A senhora mencionou iniciativas que se referem à obtenção e regularização de terras. E aquelas que dizem respeito ao viés do desenvolvimento econômico?
Lúcia Falcón– As ações articuladas dos programas Terra Sol e Terra Forte merecem destaque. Aproveitamos a experiência exitosa do Acre com as parcerias público-privadas comunitárias. Há ainda o novo manual do Pronera, que privilegia e estimula o aproveitamento do aluno em cooperativas de assentados e pequenos produtores. O Incra investiu pesado na formação profissional dos jovens, inclusive com a concessão de bolsas de pesquisa.

Como o Incra se preparou internamente para a nova fase?
Lúcia Falcón – Trabalhamos em duas frentes, a democratização da gestão e a modernização tecnológica. Na primeira, instituímos a diretoria colegiada e a Junta Orçamentária e Financeira (JOF). As duas estruturas conferem maior transparência à gestão, estabelecendo um novo paradigma. Na segunda, concentramos esforços no sentido de dotar o Incra de recursos modernos, como a integração dos sistemas estruturantes como o SNCR e o Sipra, a digitalização e informatização dos processos por meio da implantação do Sistema Eletrônico de Informação (SEI). Temos ainda, no campo do sensoriamento remoto e gestão fundiária, perspectivas de acesso e compartilhamento de imagens de satélite em alta resolução, a aquisição de veículos aéreos não tripulados (VANTs), entre outras frentes. Esse conjunto de medidas alinha a atuação do Incra com o que há de mais moderno, agilizando todo o nosso trabalho de governança fundiária. Este é um marco em termos de inteligência territorial.

Neste primeiro ano à frente do Incra, como a senhora avalia a relação com os servidores?
Lúcia Falcón – A direção do Incra participou diretamente das negociações com o Ministério do Planejamento, Orçamento e Gestão (MPOG) sobre a questão das carreiras. Além disso, o ministro Patrus Ananias recebeu um relatório acerca da necessidade de recomposição do nosso quadro de servidores. Internamente, foi criado um grupo de trabalho de reestruturação das carreiras. Tudo o que estava ao alcance da direção foi feito, mas nem tudo depende de nós. Mantivemos sempre aberto o canal de interlocução com os servidores.

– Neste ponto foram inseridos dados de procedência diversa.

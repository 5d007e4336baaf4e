//! Progress bar styling and configuration options.
//!
//! The main bar counts finished downloads; each child bar follows the bytes
//! of one transfer.
//!
//! # Examples
//!
//! ```rust
//! use bulkfetch::progress::{ProgressBarOpts, StyleOptions};
//!
//! let custom = StyleOptions::new(
//!     ProgressBarOpts::new(
//!         Some("[{bar:40.cyan/blue}] {pos}/{len} {msg}".to_string()),
//!         Some(ProgressBarOpts::CHARS_FINE.to_string()),
//!         true,
//!         false,
//!     ),
//!     ProgressBarOpts::with_pip_style(),
//! );
//! assert!(custom.is_enabled());
//!
//! let hidden = StyleOptions::new(ProgressBarOpts::hidden(), ProgressBarOpts::hidden());
//! assert!(!hidden.is_enabled());
//! ```

use indicatif::{ProgressBar, ProgressStyle};
use tracing::warn;

/// Define the downloader style options.
///
/// By default, the main progress bar will stay on the screen upon completion,
/// but the child ones will be cleared once complete.
#[derive(Debug, Clone)]
pub struct StyleOptions {
    /// Style options for the main progress bar.
    pub(crate) main: ProgressBarOpts,
    /// Style options for the child progress bar(s).
    pub(crate) child: ProgressBarOpts,
}

impl Default for StyleOptions {
    fn default() -> Self {
        Self {
            main: ProgressBarOpts {
                template: Some(ProgressBarOpts::TEMPLATE_FILE_COUNT.into()),
                progress_chars: Some(ProgressBarOpts::CHARS_FINE.into()),
                enabled: true,
                clear: false,
            },
            child: ProgressBarOpts::with_pip_style(),
        }
    }
}

impl StyleOptions {
    /// Create new [`StyleOptions`].
    pub fn new(main: ProgressBarOpts, child: ProgressBarOpts) -> Self {
        Self { main, child }
    }

    /// Options that hide every bar.
    pub fn hidden() -> Self {
        Self::new(ProgressBarOpts::hidden(), ProgressBarOpts::hidden())
    }

    /// Return `false` if neither the main nor the child bar is enabled.
    pub fn is_enabled(&self) -> bool {
        self.main.enabled || self.child.enabled
    }

    /// Get a reference to the main progress bar options.
    pub fn main(&self) -> &ProgressBarOpts {
        &self.main
    }

    /// Get a reference to the child progress bar options.
    pub fn child(&self) -> &ProgressBarOpts {
        &self.child
    }
}

/// Define the options for a progress bar.
#[derive(Debug, Clone)]
pub struct ProgressBarOpts {
    /// Progress bar template string.
    template: Option<String>,
    /// Progression characters set.
    ///
    /// There must be at least 3 characters for the following states:
    /// "filled", "current", and "to do".
    progress_chars: Option<String>,
    /// Enable or disable the progress bar.
    pub(crate) enabled: bool,
    /// Clear the progress bar once completed.
    pub(crate) clear: bool,
}

impl Default for ProgressBarOpts {
    fn default() -> Self {
        Self {
            template: None,
            progress_chars: None,
            enabled: true,
            clear: true,
        }
    }
}

impl ProgressBarOpts {
    /// Finished files over requested files.
    ///
    /// `███████████████████████████████████ 11/12 files (91%) eta 00:00:02`
    pub const TEMPLATE_FILE_COUNT: &'static str =
        "{bar:40.blue} {pos:>}/{len} files ({percent}%) eta {eta_precise:.blue}";
    /// Template which looks like the Python package installer pip, prefixed
    /// with the file name.
    pub const TEMPLATE_PIP: &'static str =
        "{msg:24} {bar:40.green/black} {bytes:>11.green}/{total_bytes:<11.green} {bytes_per_sec:>13.red}";
    /// Use fine blocks as progress characters: `"█▉▊▋▌▍▎▏  "`.
    pub const CHARS_FINE: &'static str = "█▉▊▋▌▍▎▏  ";
    /// Use a line as progress characters: `"━╾─"`.
    pub const CHARS_LINE: &'static str = "━╾╴─";

    /// Create a new [`ProgressBarOpts`].
    pub fn new(
        template: Option<String>,
        progress_chars: Option<String>,
        enabled: bool,
        clear: bool,
    ) -> Self {
        Self {
            template,
            progress_chars,
            enabled,
            clear,
        }
    }

    /// Create a [`ProgressStyle`] based on the provided options.
    ///
    /// An invalid template falls back to the default bar.
    pub fn to_progress_style(&self) -> ProgressStyle {
        let mut style = ProgressStyle::default_bar();
        if let Some(ref template) = self.template {
            match ProgressStyle::default_bar().template(template) {
                Ok(s) => style = s,
                Err(e) => warn!("Ignoring invalid progress template {:?}: {}", template, e),
            }
        }
        if let Some(ref progress_chars) = self.progress_chars {
            style = style.progress_chars(progress_chars);
        }
        style
    }

    /// Create a [`ProgressBar`] based on the provided options.
    ///
    /// A `None` length gives a bar without a known total.
    pub fn to_progress_bar(&self, len: Option<u64>) -> ProgressBar {
        if !self.enabled {
            return ProgressBar::hidden();
        }

        let pb = match len {
            Some(len) => ProgressBar::new(len),
            None => ProgressBar::no_length(),
        };
        pb.with_style(self.to_progress_style())
    }

    /// Create a new [`ProgressBarOpts`] which looks like Python pip.
    pub fn with_pip_style() -> Self {
        Self {
            template: Some(ProgressBarOpts::TEMPLATE_PIP.into()),
            progress_chars: Some(ProgressBarOpts::CHARS_LINE.into()),
            enabled: true,
            clear: true,
        }
    }

    /// Create a new [`ProgressBarOpts`] which hides the progress bars.
    pub fn hidden() -> Self {
        Self {
            enabled: false,
            ..ProgressBarOpts::default()
        }
    }
}
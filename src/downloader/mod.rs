//! Downloader module containing the download orchestration, its builder and
//! its configuration.
//!
//! - `downloader` - Core Downloader struct: fan-out, per-task logic, fan-in
//! - `builder` - DownloaderBuilder for flexible configuration
//! - `config` - Configuration structures and callback types
//! - `counter` - Shared count of written files
//!
//! # Examples
//!
//! ```rust,no_run
//! use bulkfetch::downloader::DownloaderBuilder;
//! use bulkfetch::download::Download;
//!
//! # async fn example() -> Result<(), Box<dyn std::error::Error>> {
//! let downloader = DownloaderBuilder::hidden().concurrent_downloads(16).build();
//!
//! let downloads = vec![
//!     Download::from("https://example.com/a.js"),
//!     Download::from("https://example.com/b.js"),
//! ];
//!
//! let report = downloader.download(&downloads).await?;
//! assert_eq!(report.len(), 2);
//! # Ok(())
//! # }
//! ```

pub mod builder;
pub mod config;
pub mod counter;
pub mod downloader;

pub use builder::DownloaderBuilder;
pub use config::{CollisionPolicy, DownloadCallback, DownloaderConfig};
pub use counter::DownloadCounter;
pub use downloader::Downloader;
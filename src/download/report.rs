//! Aggregate result of a batch.

use super::summary::{Status, Summary};

/// Outcome of one [`Downloader::download`](crate::Downloader::download) call.
///
/// Summaries appear in the same order as the downloads that were requested.
#[derive(Debug, Clone, Default)]
pub struct Report {
    summaries: Vec<Summary>,
    downloaded: usize,
}

impl Report {
    /// Create a new [`Report`].
    pub fn new(summaries: Vec<Summary>, downloaded: usize) -> Self {
        Self {
            summaries,
            downloaded,
        }
    }

    /// Number of newly written files.
    pub fn downloaded(&self) -> usize {
        self.downloaded
    }

    /// Number of downloads skipped because their file already existed or
    /// their name was claimed by another URL.
    pub fn skipped(&self) -> usize {
        self.summaries
            .iter()
            .filter(|s| matches!(s.status(), Status::Skipped(_)))
            .count()
    }

    /// Number of failed downloads.
    pub fn failed(&self) -> usize {
        self.failures().count()
    }

    /// Iterate over the failed downloads.
    pub fn failures(&self) -> impl Iterator<Item = &Summary> {
        self.summaries
            .iter()
            .filter(|s| matches!(s.status(), Status::Fail(_)))
    }

    /// Per-download summaries, in request order.
    pub fn summaries(&self) -> &[Summary] {
        &self.summaries
    }

    /// Consume the report and return its summaries.
    pub fn into_summaries(self) -> Vec<Summary> {
        self.summaries
    }

    pub fn len(&self) -> usize {
        self.summaries.len()
    }

    pub fn is_empty(&self) -> bool {
        self.summaries.is_empty()
    }
}
//! Configuration structures and defaults for the downloader.
//!
//! # Examples
//!
//! ```rust
//! use bulkfetch::downloader::DownloadCallback;
//! use bulkfetch::download::{Status, Summary};
//!
//! let callback: DownloadCallback = Box::new(|summary: &Summary| {
//!     match summary.status() {
//!         Status::Success => println!("Downloaded {}", summary.download().filename),
//!         Status::Fail(msg) => println!("Failed {}: {}", summary.download().url, msg),
//!         Status::Skipped(reason) => println!("Skipped {}: {}", summary.download().filename, reason),
//!         Status::NotStarted => {}
//!     }
//! });
//! ```

use crate::download::Summary;
use crate::http::{HttpClientConfig, BROWSER_USER_AGENT};
use crate::StyleOptions;

use reqwest::header::HeaderMap;
use std::env::current_dir;
use std::path::PathBuf;
use std::sync::Arc;
use std::time::Duration;

/// Callback type for download completion events
pub type DownloadCallback = Box<dyn Fn(&Summary) + Send + Sync>;

/// What to do when several URLs of one batch derive the same file name.
#[derive(Debug, Clone, Copy, PartialEq, Eq, Default)]
pub enum CollisionPolicy {
    /// Download the first URL claiming a name; skip the others.
    #[default]
    SkipDuplicates,
    /// Let every URL try. The first one to create the file wins, the others
    /// are skipped when they find it in place.
    Allow,
}

/// Configuration structure for the downloader
#[derive(Clone)]
pub struct DownloaderConfig {
    /// Directory where to store the downloaded files.
    pub directory: PathBuf,
    /// Maximum number of downloads in flight. `None` starts them all at once.
    pub concurrent_downloads: Option<usize>,
    /// Downloader style options.
    pub style_options: StyleOptions,
    /// User-Agent sent with every request.
    pub user_agent: String,
    /// Custom HTTP headers.
    pub headers: Option<HeaderMap>,
    /// Optional proxy configuration.
    pub proxy: Option<reqwest::Proxy>,
    /// Per-request timeout.
    pub timeout: Option<Duration>,
    /// Handling of duplicate file names.
    pub collisions: CollisionPolicy,
    /// Callback for when each download completes.
    pub on_complete: Option<Arc<DownloadCallback>>,
}

impl DownloaderConfig {
    /// HTTP client settings derived from this configuration.
    pub fn http_client_config(&self) -> HttpClientConfig {
        HttpClientConfig {
            user_agent: self.user_agent.clone(),
            headers: self.headers.clone(),
            proxy: self.proxy.clone(),
            timeout: self.timeout,
        }
    }
}

impl std::fmt::Debug for DownloaderConfig {
    fn fmt(&self, f: &mut std::fmt::Formatter<'_>) -> std::fmt::Result {
        f.debug_struct("DownloaderConfig")
            .field("directory", &self.directory)
            .field("concurrent_downloads", &self.concurrent_downloads)
            .field("style_options", &self.style_options)
            .field("user_agent", &self.user_agent)
            .field("headers", &self.headers)
            .field("proxy", &self.proxy)
            .field("timeout", &self.timeout)
            .field("collisions", &self.collisions)
            .field("on_complete", &self.on_complete.is_some())
            .finish()
    }
}

impl Default for DownloaderConfig {
    fn default() -> Self {
        Self {
            directory: current_dir().unwrap_or_default(),
            concurrent_downloads: None,
            style_options: StyleOptions::default(),
            user_agent: BROWSER_USER_AGENT.to_string(),
            headers: None,
            proxy: None,
            timeout: None,
            collisions: CollisionPolicy::default(),
            on_complete: None,
        }
    }
}

#[cfg(test)]
mod tests {
    use super::*;
    use reqwest::header::{HeaderValue, ACCEPT};

    #[test]
    fn test_defaults() {
        let config = DownloaderConfig::default();
        assert_eq!(config.concurrent_downloads, None);
        assert_eq!(config.user_agent, BROWSER_USER_AGENT);
        assert_eq!(config.collisions, CollisionPolicy::SkipDuplicates);
        assert!(config.on_complete.is_none());
    }

    #[test]
    fn test_http_client_config_follows_downloader_config() {
        let mut headers = HeaderMap::new();
        headers.insert(ACCEPT, HeaderValue::from_static("*/*"));
        let config = DownloaderConfig {
            user_agent: "agent/1.0".to_string(),
            headers: Some(headers),
            timeout: Some(Duration::from_secs(3)),
            ..DownloaderConfig::default()
        };

        let http = config.http_client_config();
        assert_eq!(http.user_agent, "agent/1.0");
        assert_eq!(http.timeout, Some(Duration::from_secs(3)));
        assert!(http.headers.unwrap().contains_key(ACCEPT));
    }

    #[test]
    fn test_debug_hides_callback() {
        let config = DownloaderConfig {
            on_complete: Some(Arc::new(Box::new(|_: &Summary| {}))),
            ..DownloaderConfig::default()
        };
        let debug = format!("{:?}", config);
        assert!(debug.contains("on_complete: true"));
    }
}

O que mudou na relação com as superintendências?
Lúcia Falcón – Historicamente, as superintendências regionais refletem a correlação das forças políticas nos Estados. Buscamos melhorar a qualidade dessa relação, estabelecendo um acordo de gestão. Nele, foram assumidos compromissos com as metas estabelecidas pela administração central. Houve uma pactuação no que diz respeito aos processos de obtenção de terras.

Durante muitos anos, o Incra teve a sua imagem associada ao desmatamento, principalmente na Região Norte. O que foi feito para mudar esta percepção?
Lúcia Falcón – Recentemente publicado pelo Instituto de Pesquisa Ambiental da Amazônia (Ipam), o livro “Desmatamento nos Assentamentos da Amazônia: Histórico, Tendências e Oportunidades” é fruto de uma parceria de dois anos entre o Ipam e o Incra. A publicação realizou profunda análise com base nos dados do Instituto Nacional de Pesquisas Espaciais (INPE) disponibilizados pelo Programa Prodes. Os fatos apontam para uma resposta da reforma agrária na ordem de 30% do total desmatado nos últimos quatro anos na Amazônia. No entanto, o estudo desmistifica a associação direta da imagem do Incra ao desmatamento por meio de dados concretos.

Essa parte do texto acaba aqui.